Problem to solve. Word for word, set down every line of the entries below from the line with "connection, authentication, channels)." to the line with "was closed unexpectedly", including both, and no other line.

Collected data entries.
• • • • • • •
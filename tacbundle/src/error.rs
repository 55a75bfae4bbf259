//! Error types for tacbundle.

use std::io;
use std::path::PathBuf;
use std::time::Duration;

use thiserror::Error;

/// Main error type for tacbundle operations.
#[derive(Error, Debug)]
pub enum Error {
    /// SSH or local transport errors (authentication, connectivity, timeouts).
    #[error("Transport error: {0}")]
    Transport(#[from] TransportError),

    /// Unexpected or unstructured command output.
    #[error("Parse error: {0}")]
    Parse(#[from] ParseError),

    /// A remote command completed but reported failure.
    #[error("Command '{command}' failed: {message}\n{output}")]
    Command {
        command: String,
        message: String,
        output: String,
    },

    /// Collection reported success but nothing matching was found on the device.
    #[error(
        "No artifact matching '{pattern}' found in {directory}; check the device manually before re-running collection"
    )]
    ArtifactNotFound { directory: String, pattern: String },

    /// A legacy collection step failed after earlier steps left files behind.
    #[error(
        "Collection step '{step}' failed; intermediate files left on the device need manual cleanup: {}",
        .leftovers.join(", ")
    )]
    PartialCollection {
        step: String,
        leftovers: Vec<String>,
        #[source]
        source: Box<Error>,
    },

    /// Artifact transfer errors.
    #[error("Transfer error: {0}")]
    Transfer(#[from] TransferError),

    /// Invalid or missing configuration.
    #[error("Configuration error: {message}")]
    Configuration { message: String },

    /// A raw value that cannot be safely embedded in a command.
    #[error("Encoding error: {0}")]
    Encoding(#[from] EncodingError),

    /// The operator interrupted the run.
    #[error("Interrupted by operator")]
    Interrupted,

    /// Local filesystem errors.
    #[error("I/O error on {path}: {source}")]
    Io {
        path: PathBuf,
        #[source]
        source: io::Error,
    },
}

/// Coarse classification of an [`Error`], used for reporting and exit codes.
#[derive(Debug, Clone, Copy, PartialEq, Eq)]
pub enum ErrorKind {
    Authentication,
    Connectivity,
    Timeout,
    Parse,
    Command,
    ArtifactNotFound,
    Transfer,
    Configuration,
    Encoding,
    Interrupted,
    Io,
}

impl Error {
    /// Build a configuration error.
    pub fn config(message: impl Into<String>) -> Self {
        Error::Configuration {
            message: message.into(),
        }
    }

    /// Build an I/O error annotated with the path involved.
    pub fn io(path: impl Into<PathBuf>, source: io::Error) -> Self {
        Error::Io {
            path: path.into(),
            source,
        }
    }

    /// Classify this error.
    pub fn kind(&self) -> ErrorKind {
        match self {
            Error::Transport(e) => e.kind(),
            Error::Parse(_) => ErrorKind::Parse,
            Error::Command { .. } => ErrorKind::Command,
            Error::ArtifactNotFound { .. } => ErrorKind::ArtifactNotFound,
            Error::PartialCollection { source, .. } => source.kind(),
            Error::Transfer(_) => ErrorKind::Transfer,
            Error::Configuration { .. } => ErrorKind::Configuration,
            Error::Encoding(_) => ErrorKind::Encoding,
            Error::Interrupted => ErrorKind::Interrupted,
            Error::Io { .. } => ErrorKind::Io,
        }
    }
}

/// Transport layer errors (SSH connection, authentication, channels).
#[derive(Error, Debug)]
pub enum TransportError {
    /// Failed to connect to host
    #[error("Connection failed to {host}:{port}: {source}")]
    ConnectionFailed {
        host: String,
        port: u16,
        #[source]
        source: io::Error,
    },

    /// SSH handshake or protocol error
    #[error("SSH error: {0}")]
    Ssh(#[from] russh::Error),

    /// Authentication failed
    #[error("Authentication failed for user '{user}'")]
    AuthenticationFailed { user: String },

    /// SSH key error
    #[error("SSH key error: {0}")]
    Key(String),

    /// Host key not present in known_hosts (strict mode)
    #[error("Host key for {host}:{port} is not in known_hosts")]
    HostKeyUnknown { host: String, port: u16 },

    /// Host key differs from the one recorded in known_hosts
    #[error("Host key for {host}:{port} changed (known_hosts line {line})")]
    HostKeyChanged { host: String, port: u16, line: usize },

    /// known_hosts could not be read or written
    #[error("known_hosts error: {0}")]
    KnownHosts(String),

    /// Session is not open
    #[error("Session not connected - call open() first")]
    NotConnected,

    /// Connection was closed unexpectedly
    #[error("Connection disconnected")]
    Disconnected,

    /// Operation timed out
    #[error("Operation timed out after {0:?}")]
    Timeout(Duration),

    /// Failed to open a channel on the connection
    #[error("Failed to open {0} channel")]
    ChannelOpenFailed(&'static str),

    /// I/O error
    #[error("I/O error: {0}")]
    Io(#[from] io::Error),
}

impl TransportError {
    /// Classify this transport error.
    pub fn kind(&self) -> ErrorKind {
        match self {
            TransportError::AuthenticationFailed { .. } | TransportError::Key(_) => {
                ErrorKind::Authentication
            }
            TransportError::Timeout(_) => ErrorKind::Timeout,
            _ => ErrorKind::Connectivity,
        }
    }
}

/// Output parsing errors.
#[derive(Error, Debug)]
pub enum ParseError {
    /// The version report did not contain a recognizable version token
    #[error("No software version found in version report")]
    MissingVersion,

    /// A version token is not dot-numeric with an optional suffix
    #[error("Malformed version token '{0}'")]
    MalformedVersion(String),

    /// A bundle command did not name the file it produced
    #[error("No bundle filename in command acknowledgement: {output}")]
    MissingFilename { output: String },

    /// A remote file listing line could not be understood
    #[error("Unexpected listing line '{0}'")]
    Listing(String),

    /// An SCP protocol line could not be understood
    #[error("Unexpected SCP header '{0}'")]
    ScpHeader(String),

    /// Invalid regex pattern
    #[error("Invalid regex pattern: {0}")]
    InvalidPattern(#[from] regex::Error),

    /// Invalid glob pattern
    #[error("Invalid glob pattern: {0}")]
    InvalidGlob(#[from] glob::PatternError),
}

/// Artifact transfer errors.
#[derive(Error, Debug)]
pub enum TransferError {
    /// The device reported a failure while pushing the artifact
    #[error("{protocol} upload of {filename} failed: {message}\n{output}")]
    Rejected {
        protocol: &'static str,
        filename: String,
        message: String,
        output: String,
    },

    /// The remote end aborted a secure-copy download
    #[error("Secure copy of {path} failed: {message}")]
    ScpRemote { path: String, message: String },

    /// A secure-copy download ended before the announced size was received
    #[error("Secure copy of {path} truncated: expected {expected} bytes, got {received}")]
    Truncated {
        path: String,
        expected: u64,
        received: u64,
    },

    /// A local file already exists at the download destination
    #[error("Refusing to overwrite existing local file {0}")]
    DestinationExists(PathBuf),
}

/// Raised when a raw value cannot be represented safely in a quoting layer.
#[derive(Error, Debug, Clone, PartialEq, Eq)]
#[error("Cannot encode {character:?} at byte {position} for the {layer} layer")]
pub struct EncodingError {
    pub layer: &'static str,
    pub character: char,
    pub position: usize,
}

/// Result type alias using tacbundle's Error.
pub type Result<T> = std::result::Result<T, Error>;
//! Transport layer: how commands reach the device.
//!
//! [`SshTransport`] drives a remote switch over russh. [`LocalTransport`]
//! runs on the switch itself and shells out to `FastCli`. Both implement
//! [`Transport`], so the session and everything above it never care which
//! one is underneath.

pub mod config;
mod local;
pub mod scp;
mod ssh;

use std::future::Future;
use std::path::Path;
use std::time::Duration;

use crate::channel::{InteractiveEvent, InteractiveResult};
use crate::error::Result;

pub use config::{AuthMethod, HostKeyVerification, SshConfig};
pub use local::{LocalConnector, LocalTransport};
pub use ssh::{SshConnector, SshTransport};

/// Raw result of one non-interactive command.
#[derive(Debug, Clone, Default, PartialEq, Eq)]
pub struct ExecOutput {
    /// Standard output, lossily decoded.
    pub stdout: String,

    /// Standard error, lossily decoded.
    pub stderr: String,

    /// Exit status, when the far end reported one.
    pub exit_status: Option<u32>,
}

/// An established channel to one device.
pub trait Transport: Send {
    /// Run one command and wait for it to finish.
    fn exec(
        &mut self,
        command: &str,
        timeout: Duration,
    ) -> impl Future<Output = Result<ExecOutput>> + Send;

    /// Run a prompt-driven exchange in an interactive shell.
    fn interact(
        &mut self,
        events: &[InteractiveEvent],
        timeout: Duration,
    ) -> impl Future<Output = Result<InteractiveResult>> + Send;

    /// Copy a file from the device to `local_path`, returning the bytes written.
    fn download(
        &mut self,
        remote_path: &str,
        local_path: &Path,
        timeout: Duration,
    ) -> impl Future<Output = Result<u64>> + Send;

    /// Release the connection.
    fn close(&mut self) -> impl Future<Output = Result<()>> + Send;
}

/// Establishes [`Transport`]s.
pub trait Connector: Send + Sync {
    type Transport: Transport;

    /// Connect and authenticate.
    fn connect(&self, config: SshConfig) -> impl Future<Output = Result<Self::Transport>> + Send;
}
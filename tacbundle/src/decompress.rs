//! Local extraction of downloaded bundles.

use std::fs::File;
use std::io::{self, BufReader};
use std::path::{Path, PathBuf};

use flate2::read::GzDecoder;
use log::{info, warn};

use crate::error::{Error, Result};
use crate::input::InputProvider;

/// Container formats we can unpack.
#[derive(Debug, Clone, Copy, PartialEq, Eq)]
pub enum ArchiveFormat {
    TarGz,
    Tar,
    Zip,
}

impl ArchiveFormat {
    const EXTENSIONS: &'static [(&'static str, ArchiveFormat)] = &[
        (".tar.gz", ArchiveFormat::TarGz),
        (".tgz", ArchiveFormat::TarGz),
        (".tar", ArchiveFormat::Tar),
        (".zip", ArchiveFormat::Zip),
    ];

    /// Detect the format from the file name, returning it with the name's stem.
    pub fn detect(filename: &str) -> Option<(ArchiveFormat, &str)> {
        let lower = filename.to_ascii_lowercase();
        Self::EXTENSIONS.iter().find_map(|(ext, format)| {
            lower
                .ends_with(ext)
                .then(|| (*format, &filename[..filename.len() - ext.len()]))
                .filter(|(_, stem)| !stem.is_empty())
        })
    }
}

/// Directory an archive extracts into: its path minus the extension.
pub fn target_dir(archive: &Path) -> Option<(ArchiveFormat, PathBuf)> {
    let name = archive.file_name()?.to_str()?;
    let (format, stem) = ArchiveFormat::detect(name)?;
    Some((format, archive.with_file_name(stem)))
}

/// Extract `archive` next to itself.
///
/// Returns `Ok(None)` without touching anything when the archive does not
/// exist, or when a previous extraction is present and `input` declines to
/// replace it.
pub fn extract(archive: &Path, input: &dyn InputProvider) -> Result<Option<PathBuf>> {
    if !archive.exists() {
        info!("nothing to extract: {} does not exist", archive.display());
        return Ok(None);
    }

    let (format, target) = target_dir(archive).ok_or_else(|| {
        Error::config(format!(
            "unsupported archive type: {}",
            archive.display()
        ))
    })?;

    if target.exists() {
        let question = format!("{} already exists. Replace it?", target.display());
        if !input.confirm(&question)? {
            warn!("keeping existing {}", target.display());
            return Ok(None);
        }
        std::fs::remove_dir_all(&target).map_err(|e| Error::io(&target, e))?;
    }

    std::fs::create_dir_all(&target).map_err(|e| Error::io(&target, e))?;
    if let Err(e) = unpack(archive, format, &target) {
        if let Err(cleanup) = std::fs::remove_dir_all(&target) {
            warn!("cannot remove partial extraction {}: {cleanup}", target.display());
        }
        return Err(Error::io(archive, e));
    }

    info!("extracted {} into {}", archive.display(), target.display());
    Ok(Some(target))
}

fn unpack(archive: &Path, format: ArchiveFormat, target: &Path) -> io::Result<()> {
    let file = BufReader::new(File::open(archive)?);
    match format {
        ArchiveFormat::TarGz => tar::Archive::new(GzDecoder::new(file)).unpack(target),
        ArchiveFormat::Tar => tar::Archive::new(file).unpack(target),
        ArchiveFormat::Zip => zip::ZipArchive::new(file)
            .and_then(|mut zip| zip.extract(target))
            .map_err(|e| io::Error::new(io::ErrorKind::InvalidData, e)),
    }
}

#[cfg(test)]
mod tests {
    use super::*;
    use crate::input::StaticInput;
    use std::io::Write;

    fn write_tar(path: &Path, entries: &[(&str, &[u8])]) {
        let mut builder = tar::Builder::new(File::create(path).unwrap());
        for (name, data) in entries {
            let mut header = tar::Header::new_gnu();
            header.set_size(data.len() as u64);
            header.set_mode(0o644);
            header.set_cksum();
            builder.append_data(&mut header, name, *data).unwrap();
        }
        builder.finish().unwrap();
    }

    #[test]
    fn test_detect() {
        assert_eq!(
            ArchiveFormat::detect("TAC-bundle-1-leaf1-x.tar"),
            Some((ArchiveFormat::Tar, "TAC-bundle-1-leaf1-x"))
        );
        assert_eq!(
            ArchiveFormat::detect("a.TAR.GZ"),
            Some((ArchiveFormat::TarGz, "a"))
        );
        assert_eq!(ArchiveFormat::detect("a.tgz"), Some((ArchiveFormat::TarGz, "a")));
        assert_eq!(
            ArchiveFormat::detect("support-bundle-SR1-x.zip"),
            Some((ArchiveFormat::Zip, "support-bundle-SR1-x"))
        );
        assert_eq!(ArchiveFormat::detect("notes.txt"), None);
        assert_eq!(ArchiveFormat::detect(".zip"), None);
    }

    #[test]
    fn test_missing_source_is_noop() {
        let dir = tempfile::tempdir().unwrap();
        let result = extract(&dir.path().join("gone.tar"), &StaticInput::new()).unwrap();
        assert!(result.is_none());
    }

    #[test]
    fn test_extract_tar_preserves_structure() {
        let dir = tempfile::tempdir().unwrap();
        let archive = dir.path().join("TAC-bundle-1-leaf1-x.tar");
        write_tar(
            &archive,
            &[("var/log/messages", &b"boot ok"[..]), ("show-tech.log", &b"tech"[..])],
        );

        let target = extract(&archive, &StaticInput::new()).unwrap().unwrap();
        assert_eq!(target, dir.path().join("TAC-bundle-1-leaf1-x"));
        assert_eq!(std::fs::read(target.join("var/log/messages")).unwrap(), b"boot ok");
        assert_eq!(std::fs::read(target.join("show-tech.log")).unwrap(), b"tech");
    }

    #[test]
    fn test_extract_tar_gz() {
        let dir = tempfile::tempdir().unwrap();
        let plain = dir.path().join("inner.tar");
        write_tar(&plain, &[("a.txt", &b"alpha"[..])]);
        let archive = dir.path().join("bundle.tar.gz");
        let mut gz = flate2::write::GzEncoder::new(
            File::create(&archive).unwrap(),
            flate2::Compression::default(),
        );
        gz.write_all(&std::fs::read(&plain).unwrap()).unwrap();
        gz.finish().unwrap();

        let target = extract(&archive, &StaticInput::new()).unwrap().unwrap();
        assert_eq!(std::fs::read(target.join("a.txt")).unwrap(), b"alpha");
    }

    #[test]
    fn test_extract_zip() {
        let dir = tempfile::tempdir().unwrap();
        let archive = dir.path().join("support-bundle-SR1-x.zip");
        let mut zip = zip::ZipWriter::new(File::create(&archive).unwrap());
        zip.start_file("logs/agent.log", zip::write::FileOptions::default())
            .unwrap();
        zip.write_all(b"agent").unwrap();
        zip.finish().unwrap();

        let target = extract(&archive, &StaticInput::new()).unwrap().unwrap();
        assert_eq!(std::fs::read(target.join("logs/agent.log")).unwrap(), b"agent");
    }

    #[test]
    fn test_existing_target_needs_confirmation() {
        let dir = tempfile::tempdir().unwrap();
        let archive = dir.path().join("b.tar");
        write_tar(&archive, &[("new.txt", &b"new"[..])]);
        let target = dir.path().join("b");
        std::fs::create_dir(&target).unwrap();
        std::fs::write(target.join("old.txt"), b"old").unwrap();

        let declined = extract(&archive, &StaticInput::new().with_confirm(false)).unwrap();
        assert!(declined.is_none());
        assert!(target.join("old.txt").exists());

        let replaced = extract(&archive, &StaticInput::new().with_confirm(true))
            .unwrap()
            .unwrap();
        assert!(!replaced.join("old.txt").exists());
        assert!(replaced.join("new.txt").exists());
    }

    #[test]
    fn test_unsupported_extension() {
        let dir = tempfile::tempdir().unwrap();
        let file = dir.path().join("notes.txt");
        std::fs::write(&file, b"x").unwrap();
        let err = extract(&file, &StaticInput::new()).unwrap_err();
        assert_eq!(err.kind(), crate::error::ErrorKind::Configuration);
    }
}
• • • • • • •
Task response.
/// Transport layer errors (SSH connection, authentication, channels).
#[derive(Error, Debug)]
pub enum TransportError {
    /// Failed to connect to host
    #[error("Connection failed to {host}:{port}: {source}")]
    ConnectionFailed {
        host: String,
        port: u16,
        #[source]
        source: io::Error,
    },

    /// SSH handshake or protocol error
    #[error("SSH error: {0}")]
    Ssh(#[from] russh::Error),

    /// Authentication failed
    #[error("Authentication failed for user '{user}'")]
    AuthenticationFailed { user: String },

    /// SSH key error
    #[error("SSH key error: {0}")]
    Key(String),

    /// Host key not present in known_hosts (strict mode)
    #[error("Host key for {host}:{port} is not in known_hosts")]
    HostKeyUnknown { host: String, port: u16 },

    /// Host key differs from the one recorded in known_hosts
    #[error("Host key for {host}:{port} changed (known_hosts line {line})")]
    HostKeyChanged { host: String, port: u16, line: usize },

    /// known_hosts could not be read or written
    #[error("known_hosts error: {0}")]
    KnownHosts(String),

    /// Session is not open
    #[error("Session not connected - call open() first")]
    NotConnected,

    /// Connection was closed unexpectedly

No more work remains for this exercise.